Znaczenie diagnozy w leczeniu. Historie pacjentów – Zespół Nicolaidesa-Baraitsera

Postęp w badaniach genetycznych i diagnostyce padaczki zmieniają podejście terapeutyczne, pozwalając na dopasowanie leczenia w zależności od określonego wariantu mutacji. W niektórych przypadkach diagnoza genetyczna pozwala pomóc w wyborze leku przeciwpadaczkowego, ponieważ znane są już powiązania między niektórymi lekami a genetycznymi zaburzeniami padaczkowymi. Istnieją dowody na to, że niektóre leki pomagają lepiej kontrolować napady w określonych schorzeniach, a także na to, że niektóre leki mogą powodować działania niepożądane, jak np. kwas walproinowy w określonych chorobach mitochondrialnych.


Padaczka – wyścig z czasem
“Gdyby nie Marcin Basiński i Marcin Maszewski nadal wychodzilibyśmy od lekarzy i że szpitala ze słowami “proszę nie przesadzać dziecku nic nie jest”, a rodzic zawsze czuje, jeżeli coś nie gra. Znalazłam grupę Jesteśmy Pod Ścianą i opisałam naszą historię: “Mamy ślicznego synka Leosia, z cechami dysmorfii, zaczęły się ataki padaczek po 13 miesiącu życia, lekarze twierdzili, że to drgawki gorączkowe i zbagatelizowali sprawę, ponieważ EEG czyste, opóźnienie psychoruchowe, którego nikt inny prócz mnie nie zauważał, problemy z karmieniem od urodzenia, proszę o pomoc panie Marcinie” – odzew natychmiastowy, długa rozmowa przez kamerę i WES trio na cito, więcej razy nie trzeba było mi powtarzać. Zrobiliśmy, co trzeba, i po niespełna 5 tygodniach mamy wynik: Zespół Nicolaidesa-Baraitsera, bardzo rzadka choroba genetyczna w obrębie genu SMARCA. Jeżeli nadal wahacie się nad zrobieniem tych badań proszę Was nie traćcie czasu, działajcie! Dzięki grupie mam już diagnozę i wytyczne, co robić dalej, nie jestem zostawiona sama sobie”.

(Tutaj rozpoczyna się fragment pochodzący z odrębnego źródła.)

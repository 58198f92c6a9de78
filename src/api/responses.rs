//! Shared API response types
//!
//! Flash messaging and the response payloads used across endpoints.
//!
//! Flash is a one-shot message: it travels in the body of the redirect
//! response that carries it, beside the `Location` header, so there is no
//! server-side flash state to clear.

use axum::{
    http::{header, HeaderValue, StatusCode},
    response::{IntoResponse, Response},
    Json,
};
use serde::{Deserialize, Serialize};

use crate::models::{Work, WorkWithVotes};

/// Flash outcome marker
#[derive(Debug, Clone, Copy, PartialEq, Eq, Serialize, Deserialize)]
#[serde(rename_all = "lowercase")]
pub enum FlashStatus {
    Success,
    Failure,
}

/// One-shot message shown to the user alongside a redirect
#[derive(Debug, Clone, Serialize, Deserialize)]
pub struct Flash {
    pub status: FlashStatus,
    pub result_text: String,
}

impl Flash {
    pub fn success(result_text: impl Into<String>) -> Self {
        Self {
            status: FlashStatus::Success,
            result_text: result_text.into(),
        }
    }

    pub fn failure(result_text: impl Into<String>) -> Self {
        Self {
            status: FlashStatus::Failure,
            result_text: result_text.into(),
        }
    }
}

/// A 303 redirect carrying a flash payload in its body.
///
/// 303 makes clients re-request the target with GET after a POST, PATCH,
/// or DELETE.
#[derive(Debug)]
pub struct FlashRedirect {
    pub location: String,
    pub flash: Flash,
}

impl FlashRedirect {
    pub fn to(location: impl Into<String>, flash: Flash) -> Self {
        Self {
            location: location.into(),
            flash,
        }
    }

    /// Redirect to the root page
    pub fn to_root(flash: Flash) -> Self {
        Self::to("/", flash)
    }

    /// Redirect to a work's detail page
    pub fn to_work(work_id: i64, flash: Flash) -> Self {
        Self::to(format!("/works/{}", work_id), flash)
    }
}

impl IntoResponse for FlashRedirect {
    fn into_response(self) -> Response {
        let mut response = (StatusCode::SEE_OTHER, Json(self.flash)).into_response();
        match HeaderValue::from_str(&self.location) {
            Ok(value) => {
                response.headers_mut().insert(header::LOCATION, value);
                response
            }
            Err(_) => StatusCode::INTERNAL_SERVER_ERROR.into_response(),
        }
    }
}

/// Response for a single work
#[derive(Debug, Serialize, Deserialize)]
pub struct WorkResponse {
    pub id: i64,
    pub title: String,
    pub category: String,
    pub creator: Option<String>,
    pub publication_year: Option<i32>,
    pub description: Option<String>,
    pub vote_count: i64,
    pub created_at: String,
}

impl From<WorkWithVotes> for WorkResponse {
    fn from(w: WorkWithVotes) -> Self {
        Self {
            id: w.work.id,
            title: w.work.title,
            category: w.work.category.to_string(),
            creator: w.work.creator,
            publication_year: w.work.publication_year,
            description: w.work.description,
            vote_count: w.vote_count,
            created_at: w.work.created_at.to_rfc3339(),
        }
    }
}

impl From<Work> for WorkResponse {
    fn from(work: Work) -> Self {
        Self::from(WorkWithVotes {
            work,
            vote_count: 0,
        })
    }
}

/// Response for the work listing
#[derive(Debug, Serialize, Deserialize)]
pub struct WorkListResponse {
    pub works: Vec<WorkResponse>,
    pub total: i64,
}

/// Response for the home page
#[derive(Debug, Serialize, Deserialize)]
pub struct HomePageResponse {
    pub spotlight: Option<WorkResponse>,
    pub albums: Vec<WorkResponse>,
    pub books: Vec<WorkResponse>,
    pub movies: Vec<WorkResponse>,
}

/// Form metadata for the new/edit pages
#[derive(Debug, Serialize, Deserialize)]
pub struct WorkFormResponse {
    pub categories: Vec<String>,
    #[serde(skip_serializing_if = "Option::is_none")]
    pub work: Option<WorkResponse>,
}
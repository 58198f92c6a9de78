//! Work service
//!
//! Implements catalog business logic: validated create/update, lookup,
//! listings with derived vote counts, and the home page aggregation
//! (spotlight plus top works per category).

use crate::db::repositories::WorkRepository;
use crate::models::{Category, FieldError, Work, WorkInput, WorkWithVotes};
use anyhow::Context;
use serde::Serialize;
use std::sync::Arc;

/// How many works each home page category section shows
const TOP_WORKS_PER_CATEGORY: i64 = 10;

/// Error types for work service operations
#[derive(Debug, thiserror::Error)]
pub enum WorkServiceError {
    /// No work exists with the given id
    #[error("Work not found: {0}")]
    NotFound(i64),

    /// Input failed validation; carries the per-field errors
    #[error("Validation failed")]
    ValidationFailed(Vec<FieldError>),

    /// Internal error
    #[error("Internal error: {0}")]
    InternalError(#[from] anyhow::Error),
}

/// Home page aggregation: the highest-voted work plus the top works in each
/// category.
#[derive(Debug, Serialize)]
pub struct HomePage {
    pub spotlight: Option<WorkWithVotes>,
    pub albums: Vec<WorkWithVotes>,
    pub books: Vec<WorkWithVotes>,
    pub movies: Vec<WorkWithVotes>,
}

/// Work service for catalog management
pub struct WorkService {
    work_repo: Arc<dyn WorkRepository>,
}

impl WorkService {
    /// Create a new work service
    pub fn new(work_repo: Arc<dyn WorkRepository>) -> Self {
        Self { work_repo }
    }

    /// Create a work from validated input.
    ///
    /// Returns `ValidationFailed` with field errors when the input is
    /// invalid; nothing is persisted in that case.
    pub async fn create(&self, input: WorkInput) -> Result<Work, WorkServiceError> {
        let (title, category) = input
            .validate()
            .map_err(WorkServiceError::ValidationFailed)?;

        let work = self
            .work_repo
            .create(
                &title,
                category,
                input.creator.as_deref(),
                input.publication_year,
                input.description.as_deref(),
            )
            .await
            .context("Failed to create work")?;

        Ok(work)
    }

    /// Get a work by id
    pub async fn get_by_id(&self, id: i64) -> Result<Option<Work>, WorkServiceError> {
        let work = self
            .work_repo
            .get_by_id(id)
            .await
            .context("Failed to get work")?;

        Ok(work)
    }

    /// Get a work by id with its vote count
    pub async fn get_with_votes(&self, id: i64) -> Result<Option<WorkWithVotes>, WorkServiceError> {
        let work = self
            .work_repo
            .get_with_votes(id)
            .await
            .context("Failed to get work with votes")?;

        Ok(work)
    }

    /// List all works with vote counts, highest-voted first
    pub async fn list(&self) -> Result<Vec<WorkWithVotes>, WorkServiceError> {
        let works = self
            .work_repo
            .list_with_votes()
            .await
            .context("Failed to list works")?;

        Ok(works)
    }

    /// Update a work from validated input.
    ///
    /// The existence check runs before validation, so a bogus id reports
    /// `NotFound` even when the payload is also invalid. Invalid input
    /// leaves the stored row untouched.
    pub async fn update(&self, id: i64, input: WorkInput) -> Result<Work, WorkServiceError> {
        if self
            .work_repo
            .get_by_id(id)
            .await
            .context("Failed to get work")?
            .is_none()
        {
            return Err(WorkServiceError::NotFound(id));
        }

        let (title, category) = input
            .validate()
            .map_err(WorkServiceError::ValidationFailed)?;

        let updated = self
            .work_repo
            .update(
                id,
                &title,
                category,
                input.creator.as_deref(),
                input.publication_year,
                input.description.as_deref(),
            )
            .await
            .context("Failed to update work")?;

        if !updated {
            return Err(WorkServiceError::NotFound(id));
        }

        let work = self
            .work_repo
            .get_by_id(id)
            .await
            .context("Failed to reload work")?
            .ok_or(WorkServiceError::NotFound(id))?;

        Ok(work)
    }

    /// Delete a work by id
    pub async fn delete(&self, id: i64) -> Result<(), WorkServiceError> {
        let deleted = self
            .work_repo
            .delete(id)
            .await
            .context("Failed to delete work")?;

        if !deleted {
            return Err(WorkServiceError::NotFound(id));
        }

        Ok(())
    }

    /// Build the home page aggregation.
    ///
    /// Succeeds for any catalog shape: all categories populated, some
    /// empty, or no works at all (spotlight absent, all sections empty).
    pub async fn home_page(&self) -> Result<HomePage, WorkServiceError> {
        let spotlight = self
            .work_repo
            .spotlight()
            .await
            .context("Failed to get spotlight")?;

        let albums = self
            .work_repo
            .top_in_category(Category::Album, TOP_WORKS_PER_CATEGORY)
            .await
            .context("Failed to list top albums")?;
        let books = self
            .work_repo
            .top_in_category(Category::Book, TOP_WORKS_PER_CATEGORY)
            .await
            .context("Failed to list top books")?;
        let movies = self
            .work_repo
            .top_in_category(Category::Movie, TOP_WORKS_PER_CATEGORY)
            .await
            .context("Failed to list top movies")?;

        Ok(HomePage {
            spotlight,
            albums,
            books,
            movies,
        })
    }

    /// Count all works
    pub async fn count(&self) -> Result<i64, WorkServiceError> {
        let count = self.work_repo.count().await.context("Failed to count works")?;
        Ok(count)
    }
}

“Synek wylądował w karetce po kolejnym ataku padaczki zakończonym bezdechem, dojechaliśmy na oddział neurologiczny. Przekazaliśmy cały poukładany skrupulatnie segregator z historią choroby syna. Patrzano na nas jak na kosmitów, jak wspomnieliśmy o badaniu WES i wyniku choroby genetycznej. Lekarze nie mieli pojęcia, co robić, mówili wprost, że nigdy nie słyszeli o takiej chorobie. Lekarz dyżurny po konsultacji ze swoimi przełożnymi chciał podać lek Depakina. Na pytanie, dlaczego akurat ten lek, słyszmy w odpowiedzi, że zawsze zaczyna się od niego. Mąż protestuje, nie chcemy synowi dawać leku, w sytuacji braku wiedzy na temat zespołu Nicolaidesa. Kolejnych kilka ataków pod rząd. Kontaktuję się z Marcinem Basińskim, który już po kilku minutach wysyla mi publikacje ze stron rządowych na temat leczenia padaczki w naszym zespole, pierwsze, co tam widnieje: “PACJENCI Z NICOLAIDESEM ŹLE REAGOWALI NA DEPAKINĘ! LEPIEJ NA VETIRĘ”. Mąż biegnie z tym linkiem do lekarza, czytają, dumają, wracają z informacją “No rzeczywiście. Nie damy depakiny. Vetira”. Dzięki temu, że mieliśmy odwagę powiedzieć STOP, wprowadzono właściwe leczenie. Bez badań genetycznych nie wiedzieliśmy, jaka to choroba i jak powinniśmy ją leczyć. Poznanie wroga to najważniejszy element w walce z nim, należy poznać jego słabe strony, by go zwyciężyć”.


Rodzice, a także specjaliści, którzy nie poznali tych badań podczas zdobywania wiedzy na studiach, zastanawiają się, jakie korzyści płyną z badania WES trio. Bez diagnozy genetycznej chłopiec mógłby otrzymać lek Depakina, następnie po zaostrzeniu objawów – kolejne leki i diagnozę padaczka lekooporna. To informacje zawarte w publikacjach naukowych o Zespole Nicolaidesa-Baraitsera potwierdziły lepszą tolerancję na leczenie Levetiracetamem. Pamiętajmy – diagnoza genetyczna pozwala dobrać odpowiednie podejście terapeutyczne. Wczesna interwencja może pomóc w kontrolowaniu napadów, minimalizowaniu ryzyka uszkodzeń układu nerwowego i poprawie jakości życia pacjenta.